Work to be completed:
State how many lines in the listing below hold the string "skeleton"; nothing else is wanted.

━━ Supplied information

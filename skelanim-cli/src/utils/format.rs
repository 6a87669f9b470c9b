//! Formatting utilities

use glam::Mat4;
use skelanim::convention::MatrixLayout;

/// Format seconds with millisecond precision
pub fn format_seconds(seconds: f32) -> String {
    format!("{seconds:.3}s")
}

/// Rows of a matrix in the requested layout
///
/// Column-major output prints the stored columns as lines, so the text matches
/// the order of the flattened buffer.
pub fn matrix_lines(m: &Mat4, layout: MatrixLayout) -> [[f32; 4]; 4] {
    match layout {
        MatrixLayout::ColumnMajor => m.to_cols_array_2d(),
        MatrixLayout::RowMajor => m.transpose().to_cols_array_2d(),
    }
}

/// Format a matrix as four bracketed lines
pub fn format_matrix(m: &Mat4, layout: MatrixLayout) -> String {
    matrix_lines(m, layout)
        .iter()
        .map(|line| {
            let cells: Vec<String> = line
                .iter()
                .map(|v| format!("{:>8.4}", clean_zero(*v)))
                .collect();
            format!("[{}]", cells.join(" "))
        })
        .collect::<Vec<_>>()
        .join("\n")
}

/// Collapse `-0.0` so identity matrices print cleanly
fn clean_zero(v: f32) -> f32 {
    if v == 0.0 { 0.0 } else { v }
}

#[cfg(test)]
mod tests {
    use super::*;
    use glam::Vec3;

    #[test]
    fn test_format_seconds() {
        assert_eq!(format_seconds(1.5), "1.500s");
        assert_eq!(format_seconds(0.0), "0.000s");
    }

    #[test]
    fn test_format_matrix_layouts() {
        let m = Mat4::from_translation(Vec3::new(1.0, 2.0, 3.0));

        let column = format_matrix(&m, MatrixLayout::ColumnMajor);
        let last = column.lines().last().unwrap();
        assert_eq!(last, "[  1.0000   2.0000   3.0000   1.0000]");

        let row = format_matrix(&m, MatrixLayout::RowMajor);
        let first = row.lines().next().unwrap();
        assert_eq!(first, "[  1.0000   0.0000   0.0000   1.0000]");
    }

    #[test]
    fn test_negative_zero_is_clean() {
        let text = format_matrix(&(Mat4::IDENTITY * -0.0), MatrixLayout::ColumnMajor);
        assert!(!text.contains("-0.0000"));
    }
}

━━━━
━━ Supplied information

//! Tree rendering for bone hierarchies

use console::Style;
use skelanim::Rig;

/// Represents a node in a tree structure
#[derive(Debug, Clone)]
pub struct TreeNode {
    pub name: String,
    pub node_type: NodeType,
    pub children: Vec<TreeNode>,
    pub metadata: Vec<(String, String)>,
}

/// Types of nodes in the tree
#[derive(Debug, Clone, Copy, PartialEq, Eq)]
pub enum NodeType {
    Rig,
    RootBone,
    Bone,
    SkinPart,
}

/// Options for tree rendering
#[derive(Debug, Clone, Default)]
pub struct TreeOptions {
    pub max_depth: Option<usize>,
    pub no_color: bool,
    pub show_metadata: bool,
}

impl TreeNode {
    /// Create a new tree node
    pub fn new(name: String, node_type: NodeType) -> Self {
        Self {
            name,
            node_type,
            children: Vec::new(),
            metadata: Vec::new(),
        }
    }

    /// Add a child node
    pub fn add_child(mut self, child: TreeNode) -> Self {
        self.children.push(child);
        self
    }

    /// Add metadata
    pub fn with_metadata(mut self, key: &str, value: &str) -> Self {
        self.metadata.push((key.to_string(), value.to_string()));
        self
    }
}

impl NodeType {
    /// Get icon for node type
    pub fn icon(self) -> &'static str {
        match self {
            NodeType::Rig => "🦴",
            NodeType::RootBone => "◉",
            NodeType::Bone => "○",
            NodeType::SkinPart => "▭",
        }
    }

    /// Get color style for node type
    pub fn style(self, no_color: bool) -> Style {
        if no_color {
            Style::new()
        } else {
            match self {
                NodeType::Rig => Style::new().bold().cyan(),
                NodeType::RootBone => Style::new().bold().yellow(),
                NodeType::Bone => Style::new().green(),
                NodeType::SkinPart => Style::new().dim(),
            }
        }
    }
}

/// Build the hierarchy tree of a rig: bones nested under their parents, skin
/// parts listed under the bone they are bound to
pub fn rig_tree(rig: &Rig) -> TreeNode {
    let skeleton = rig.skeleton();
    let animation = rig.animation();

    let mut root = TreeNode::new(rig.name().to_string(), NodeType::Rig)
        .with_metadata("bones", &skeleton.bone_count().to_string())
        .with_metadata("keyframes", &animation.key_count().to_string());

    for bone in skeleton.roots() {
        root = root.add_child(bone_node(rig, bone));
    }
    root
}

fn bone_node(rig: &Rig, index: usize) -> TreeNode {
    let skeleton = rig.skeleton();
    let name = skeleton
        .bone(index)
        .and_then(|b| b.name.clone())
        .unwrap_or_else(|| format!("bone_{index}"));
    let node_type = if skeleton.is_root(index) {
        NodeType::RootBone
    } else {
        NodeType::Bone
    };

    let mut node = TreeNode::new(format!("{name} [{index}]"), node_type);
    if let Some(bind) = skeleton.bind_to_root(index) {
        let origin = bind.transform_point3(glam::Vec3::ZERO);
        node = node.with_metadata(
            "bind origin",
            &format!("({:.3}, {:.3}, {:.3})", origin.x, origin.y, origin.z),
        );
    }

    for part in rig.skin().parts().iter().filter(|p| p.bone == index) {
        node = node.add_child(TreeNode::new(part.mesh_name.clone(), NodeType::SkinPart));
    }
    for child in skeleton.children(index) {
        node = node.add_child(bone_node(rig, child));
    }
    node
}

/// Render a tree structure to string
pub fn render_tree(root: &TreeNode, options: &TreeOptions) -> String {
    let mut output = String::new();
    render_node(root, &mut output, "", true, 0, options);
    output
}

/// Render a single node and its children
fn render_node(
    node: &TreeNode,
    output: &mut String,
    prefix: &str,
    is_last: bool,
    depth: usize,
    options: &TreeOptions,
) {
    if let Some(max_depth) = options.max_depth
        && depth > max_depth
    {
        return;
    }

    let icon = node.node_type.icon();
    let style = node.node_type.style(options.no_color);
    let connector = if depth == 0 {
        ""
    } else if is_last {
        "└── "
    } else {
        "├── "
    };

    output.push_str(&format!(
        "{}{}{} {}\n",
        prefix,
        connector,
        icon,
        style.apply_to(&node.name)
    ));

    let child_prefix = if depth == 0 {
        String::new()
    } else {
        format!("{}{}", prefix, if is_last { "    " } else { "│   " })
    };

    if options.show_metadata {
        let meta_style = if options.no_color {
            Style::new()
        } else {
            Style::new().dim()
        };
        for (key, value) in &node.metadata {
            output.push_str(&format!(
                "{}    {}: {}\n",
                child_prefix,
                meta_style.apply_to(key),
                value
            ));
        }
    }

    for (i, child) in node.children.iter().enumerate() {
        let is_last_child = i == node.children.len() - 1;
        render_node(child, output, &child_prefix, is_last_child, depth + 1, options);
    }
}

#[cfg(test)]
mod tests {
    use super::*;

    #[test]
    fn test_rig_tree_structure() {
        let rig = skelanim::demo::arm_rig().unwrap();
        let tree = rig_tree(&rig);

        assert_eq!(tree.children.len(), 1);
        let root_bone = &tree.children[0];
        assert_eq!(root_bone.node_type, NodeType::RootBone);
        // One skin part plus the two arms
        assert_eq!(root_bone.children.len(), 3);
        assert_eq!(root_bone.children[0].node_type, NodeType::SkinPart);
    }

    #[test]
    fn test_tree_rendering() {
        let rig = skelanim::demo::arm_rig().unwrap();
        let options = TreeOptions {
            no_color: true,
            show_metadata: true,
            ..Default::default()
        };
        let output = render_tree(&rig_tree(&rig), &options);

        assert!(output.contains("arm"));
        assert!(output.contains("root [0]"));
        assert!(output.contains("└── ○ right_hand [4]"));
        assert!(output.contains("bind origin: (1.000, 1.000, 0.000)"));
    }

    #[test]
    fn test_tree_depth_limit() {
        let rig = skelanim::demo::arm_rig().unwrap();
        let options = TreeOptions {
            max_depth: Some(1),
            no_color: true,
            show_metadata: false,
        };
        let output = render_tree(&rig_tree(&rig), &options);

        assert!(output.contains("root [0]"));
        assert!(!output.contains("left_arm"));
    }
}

━━━━

Task answer:
8